The Jubbulpore nujeebs were able, dedicated men – spurred on also, no doubt, by the prospect of sharing in the enormous reward of 500 rupees on Feringeea’s head. Setting out from the borders of the district at dusk one day in the first week of November 1830, they hurried through the shadows to the first of the Thug villages, Joomaree, eight miles away. Not finding Feringeea there, Sleeman’s men arrested his usual host, a man named Chutta, and forced him to guide them to the next hamlet on their itinerary, two miles away. Once again there was no sign of the fugitive, and once again the nujeebs ‘seized and bound’ the owner of the house they had been ordered to search.

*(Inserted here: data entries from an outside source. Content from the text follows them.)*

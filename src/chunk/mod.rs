//! Chunked Transfers
//!
//! Large files arrive as numbered chunks belonging to a named transfer. The
//! [`ChunkAssembler`] stages each chunk in a private slot, tracks
//! completeness and, once every index has arrived, publishes the
//! concatenation through the storage facade in one atomic step.
//!
//! ```text
//! Open ──► Assembling ──► Finalizing ──► Done
//!              │                └──────► Aborted
//!              └──(idle)──────────────► Expired
//! ```

mod assembler;

pub use assembler::{ChunkAssembler, ChunkConfig};

use crate::domain::path::NamespacePath;
use crate::domain::ports::FileInfo;
use crate::error::{Error, Result};
use chrono::{DateTime, Utc};
use serde::{Deserialize, Serialize};

// =============================================================================
// Chunk Descriptor
// =============================================================================

/// Position of one chunk inside a transfer
#[derive(Debug, Clone, PartialEq, Eq, Serialize, Deserialize)]
#[serde(rename_all = "camelCase")]
pub struct ChunkDescriptor {
    /// Opaque id, client- or server-generated
    pub transfer_id: String,
    /// 0-based chunk index
    pub index: u32,
    /// Declared number of chunks
    pub total: u32,
}

impl ChunkDescriptor {
    pub fn new(transfer_id: impl Into<String>, index: u32, total: u32) -> Self {
        Self {
            transfer_id: transfer_id.into(),
            index,
            total,
        }
    }

    /// A non-chunked upload: a single-chunk set under a generated id
    pub fn whole_file() -> Self {
        Self::new(uuid::Uuid::new_v4().simple().to_string(), 0, 1)
    }

    /// Check the descriptor against the configured chunk limit
    pub fn validate(&self, max_chunks: u32) -> Result<()> {
        if self.transfer_id.is_empty() {
            return Err(Error::BadInputData("transfer id must not be empty".into()));
        }
        if self.total == 0 {
            return Err(Error::BadInputData("chunk total must be at least 1".into()));
        }
        if self.index >= self.total {
            return Err(Error::BadInputData(format!(
                "chunk index {} out of range for total {}",
                self.index, self.total
            )));
        }
        if max_chunks > 0 && self.total > max_chunks {
            return Err(Error::BadInputData(format!(
                "chunk total {} exceeds the limit of {}",
                self.total, max_chunks
            )));
        }
        Ok(())
    }
}

// =============================================================================
// Transfer State
// =============================================================================

/// Lifecycle of a chunk set
#[derive(Debug, Clone, Copy, PartialEq, Eq, Serialize, Deserialize)]
#[serde(rename_all = "snake_case")]
pub enum TransferState {
    Open,
    Assembling,
    Finalizing,
    Done,
    Aborted,
    Expired,
}

impl TransferState {
    /// Terminal sets accept no more chunks
    pub fn is_terminal(&self) -> bool {
        matches!(
            self,
            TransferState::Done | TransferState::Aborted | TransferState::Expired
        )
    }
}

/// Result of delivering one chunk
#[derive(Debug, Clone, PartialEq)]
pub enum ChunkOutcome {
    /// The set is still missing chunks
    Pending { received: u32, total: u32 },
    /// This chunk completed the set and the file is published
    Completed(FileInfo),
}

/// Snapshot of an in-flight transfer for resuming clients
#[derive(Debug, Clone, Serialize, Deserialize)]
#[serde(rename_all = "camelCase")]
pub struct TransferStatus {
    pub transfer_id: String,
    pub path: NamespacePath,
    pub total: u32,
    /// Indexes already staged, ascending
    pub received: Vec<u32>,
    pub state: TransferState,
    pub created_at: DateTime<Utc>,
}

#[cfg(test)]
mod tests {
    use super::*;
    use crate::error::ErrorCode;

    #[test]
    fn test_descriptor_validation() {
        assert!(ChunkDescriptor::new("t", 0, 3).validate(0).is_ok());
        assert!(ChunkDescriptor::new("t", 2, 3).validate(3).is_ok());

        for bad in [
            ChunkDescriptor::new("", 0, 1),
            ChunkDescriptor::new("t", 0, 0),
            ChunkDescriptor::new("t", 3, 3),
            ChunkDescriptor::new("t", 0, 11),
        ] {
            assert_eq!(bad.validate(10).unwrap_err().code(), ErrorCode::BadInputData);
        }
    }

    #[test]
    fn test_whole_file_descriptor() {
        let a = ChunkDescriptor::whole_file();
        let b = ChunkDescriptor::whole_file();
        assert_eq!((a.index, a.total), (0, 1));
        assert_ne!(a.transfer_id, b.transfer_id);
    }

    #[test]
    fn test_terminal_states() {
        assert!(!TransferState::Assembling.is_terminal());
        assert!(!TransferState::Finalizing.is_terminal());
        assert!(TransferState::Expired.is_terminal());
    }
}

This man, a Brahmin, was compelled to escort the party to a third village, Jomun Sagura, another eight miles along the road.
Jomun Sagura was the home of the Thug jemadar Kuleean Singh, who was then in the jail at Jubbulpore. Sleeman guessed that Feringeea was using members of this family to keep in touch with his imprisoned wife and mother, and the nujeebs were not surprised to find Kuleean’s spouse and his young son, Soghur, inside the house that their Brahmin captive pointed out to them. Once again, however – to their intense frustration – there was no sign of the fugitive himself.